● **The problem**: Check every line of the following material for the word "StartEvent", then say how many have it, with no other words.

● **Task inputs**:

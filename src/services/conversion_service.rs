use crate::conversion::{default_output_path, ConversionRequest, ConversionResult};
use crate::error::{ConversionFailure, Error, Result};
use crate::events::{
    ConversionEvent, ErrorEvent, EventHandlers, ProgressEvent, ProgressStep, StartEvent,
    StatusEvent,
};
use crate::models::{Job, JobStatus, UploadUrlRequest};
use crate::services::{ApiService, FileService, InputFile};
use std::path::PathBuf;
use std::time::Duration;

#[derive(Debug, Clone, Copy, PartialEq, Eq)]
pub struct PollSettings {
    pub interval: Duration,
    pub max_attempts: u32,
}

/// Drives one file through upload, confirmation, polling and download.
#[derive(Debug, Clone)]
pub struct ConversionService {
    api: ApiService,
    files: FileService,
    events: EventHandlers,
    poll: PollSettings,
}

impl ConversionService {
    pub fn new(
        api: ApiService,
        files: FileService,
        events: EventHandlers,
        poll: PollSettings,
    ) -> Self {
        Self {
            api,
            files,
            events,
            poll,
        }
    }

    pub async fn convert(&self, request: &ConversionRequest) -> Result<ConversionResult> {
        let (input, target_format, output_path) = match self.prepare(request).await {
            Ok(prepared) => prepared,
            Err(err) => {
                tracing::error!("Cannot convert {:?}: {}", request.input_path, err);
                self.emit_error(request, &err);
                return Err(err);
            }
        };

        tracing::info!(
            "Converting {} ({}) to {}",
            input.file_name,
            input.source_format,
            target_format
        );
        self.events.emit(ConversionEvent::Start(StartEvent {
            file_name: input.file_name.clone(),
            source_format: input.source_format.clone(),
            target_format: target_format.clone(),
        }));

        match self.run(request, &input, &target_format, output_path).await {
            Ok(result) => {
                tracing::info!(
                    "Conversion {} completed: {:?} ({} bytes)",
                    result.job_id,
                    result.output_path,
                    result.file_size
                );
                self.events.emit(ConversionEvent::Complete(result.clone()));
                Ok(result)
            }
            Err(failure) => {
                tracing::error!("Conversion of {:?} failed: {}", request.input_path, failure);
                let err = Error::Conversion(failure);
                self.emit_error(request, &err);
                Err(err)
            }
        }
    }

    /// Local checks that run before any event or request: the input exists,
    /// the target format is set and the output would not replace the input.
    async fn prepare(&self, request: &ConversionRequest) -> Result<(InputFile, String, PathBuf)> {
        let input = self.files.inspect_input(&request.input_path).await?;

        let target_format = request.normalized_target_format();
        if target_format.is_empty() {
            return Err(Error::InvalidArgument(
                "Target format must not be empty".to_string(),
            ));
        }

        let output_path = request
            .output_path
            .clone()
            .unwrap_or_else(|| default_output_path(&input.path, &target_format));
        if self.files.is_same_file(&input.path, &output_path).await {
            return Err(Error::InvalidArgument(format!(
                "Output path {} would overwrite the input file",
                output_path.display()
            )));
        }

        Ok((input, target_format, output_path))
    }

    async fn run(
        &self,
        request: &ConversionRequest,
        input: &InputFile,
        target_format: &str,
        output_path: PathBuf,
    ) -> Result<ConversionResult, ConversionFailure> {
        self.progress(ProgressEvent::new(ProgressStep::RequestingUploadUrl, None));
        let slot = self
            .api
            .request_upload_slot(&UploadUrlRequest {
                filename: &input.file_name,
                source_format: &input.source_format,
                target_format,
                file_size: input.size,
                conversion_metadata: request.wire_metadata(),
            })
            .await?;
        let job_id = slot.job_id.as_str();
        tracing::debug!("Job {} assigned an upload slot", job_id);

        self.progress(ProgressEvent::new(ProgressStep::Uploading, Some(job_id)));
        let data = self.files.read_input(input).await?;
        self.api
            .upload(&slot.upload_url, data, &input.source_format)
            .await?;

        self.progress(ProgressEvent::new(ProgressStep::Confirming, Some(job_id)));
        let receipt = self.api.confirm(job_id).await?;

        self.progress(ProgressEvent {
            status: receipt.status,
            ..ProgressEvent::new(ProgressStep::Converting, Some(job_id))
        });
        let job = self.poll_job(job_id).await?;
        let download_url = job.download_url.clone().ok_or_else(|| {
            ConversionFailure::remote_rejected("Completed job has no download URL")
        })?;

        self.progress(ProgressEvent::new(ProgressStep::Downloading, Some(job_id)));
        let response = self.api.download(&download_url).await?;
        let file_size = self.files.write_download(response, &output_path).await?;

        Ok(ConversionResult {
            success: true,
            job_id: slot.job_id.clone(),
            input_path: input.path.clone(),
            output_path,
            source_format: input.source_format.clone(),
            target_format: target_format.to_string(),
            file_size,
            processing_time_ms: job.processing_time_ms.unwrap_or(0),
            download_url,
            tokens_used: job.tokens_used,
        })
    }

    /// Polls until the job reaches a terminal status. The first attempt is
    /// immediate; each later one waits `interval` first.
    pub async fn poll_job(&self, job_id: &str) -> Result<Job, ConversionFailure> {
        let max_attempts = self.poll.max_attempts;

        for attempt in 1..=max_attempts {
            if attempt > 1 {
                tokio::time::sleep(self.poll.interval).await;
            }

            let job = self.api.job_status(job_id).await?;
            tracing::debug!(
                "Job {} is {} (attempt {}/{})",
                job_id,
                job.status,
                attempt,
                max_attempts
            );
            self.events.emit(ConversionEvent::Status(StatusEvent {
                job_id: job_id.to_string(),
                status: job.status.clone(),
                attempt,
                max_attempts,
            }));

            match &job.status {
                JobStatus::Completed => return Ok(job),
                JobStatus::Failed => {
                    let message = job
                        .error_message
                        .as_deref()
                        .filter(|m| !m.is_empty())
                        .unwrap_or("Conversion failed");
                    return Err(ConversionFailure::job_failed(message));
                }
                JobStatus::Expired => return Err(ConversionFailure::job_expired()),
                _ => {}
            }
        }

        tracing::warn!("Job {} did not finish after {} attempts", job_id, max_attempts);
        Err(ConversionFailure::poll_timeout())
    }

    fn progress(&self, event: ProgressEvent) {
        tracing::debug!("{}", event.message);
        self.events.emit(ConversionEvent::Progress(event));
    }

    fn emit_error(&self, request: &ConversionRequest, err: &Error) {
        self.events.emit(ConversionEvent::Error(ErrorEvent {
            error: err.to_string(),
            kind: err.as_conversion().map(ConversionFailure::kind),
            input_path: request.input_path.clone(),
            target_format: request.target_format.clone(),
        }));
    }
}
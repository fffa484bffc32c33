use serde::{Deserialize, Serialize};
use std::path::PathBuf;
use thiserror::Error;

pub type Result<T, E = Error> = std::result::Result<T, E>;

#[derive(Error, Debug)]
pub enum Error {
    #[error("{0}")]
    InvalidArgument(String),
    #[error("Input file not found: {}", .path.display())]
    FileNotFound { path: PathBuf },
    #[error("IO error: {0}")]
    Io(#[from] std::io::Error),
    #[error("Invalid config file {}: {message}", .path.display())]
    Config { path: PathBuf, message: String },
    #[error(transparent)]
    Conversion(#[from] ConversionFailure),
}

impl Error {
    /// The conversion failure behind this error, if the remote workflow produced it.
    pub fn as_conversion(&self) -> Option<&ConversionFailure> {
        match self {
            Self::Conversion(failure) => Some(failure),
            _ => None,
        }
    }
}

#[derive(Debug, Clone, Copy, PartialEq, Eq, Hash, Serialize, Deserialize)]
#[serde(rename_all = "snake_case")]
pub enum FailureKind {
    RemoteRejected,
    Transport,
    JobFailed,
    JobExpired,
    PollTimeout,
    Io,
}

/// A failure reported by the remote conversion pipeline or the I/O around it.
///
/// Displays as the bare message, so a server-side `error_message` reaches the
/// caller unchanged.
#[derive(Error, Debug, Clone, PartialEq, Eq)]
#[error("{message}")]
pub struct ConversionFailure {
    kind: FailureKind,
    message: String,
}

impl ConversionFailure {
    pub fn new(kind: FailureKind, message: impl Into<String>) -> Self {
        Self {
            kind,
            message: message.into(),
        }
    }

    pub fn remote_rejected(message: impl Into<String>) -> Self {
        Self::new(FailureKind::RemoteRejected, message)
    }

    pub fn transport(message: impl Into<String>) -> Self {
        Self::new(FailureKind::Transport, message)
    }

    pub fn http_status(status: u16, detail: &str) -> Self {
        Self::transport(format!("HTTP {}: {}", status, detail))
    }

    pub fn job_failed(message: impl Into<String>) -> Self {
        Self::new(FailureKind::JobFailed, message)
    }

    pub fn job_expired() -> Self {
        Self::new(FailureKind::JobExpired, "Job expired")
    }

    pub fn poll_timeout() -> Self {
        Self::new(
            FailureKind::PollTimeout,
            "Conversion timeout - job did not complete in time",
        )
    }

    pub fn kind(&self) -> FailureKind {
        self.kind
    }

    pub fn message(&self) -> &str {
        &self.message
    }
}

impl From<reqwest::Error> for ConversionFailure {
    fn from(err: reqwest::Error) -> Self {
        Self::transport(err.to_string())
    }
}

impl From<std::io::Error> for ConversionFailure {
    fn from(err: std::io::Error) -> Self {
        Self::new(FailureKind::Io, err.to_string())
    }
}

impl From<serde_json::Error> for ConversionFailure {
    fn from(err: serde_json::Error) -> Self {
        Self::transport(format!("Invalid response body: {}", err))
    }
}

● **Output of the exercise**: 2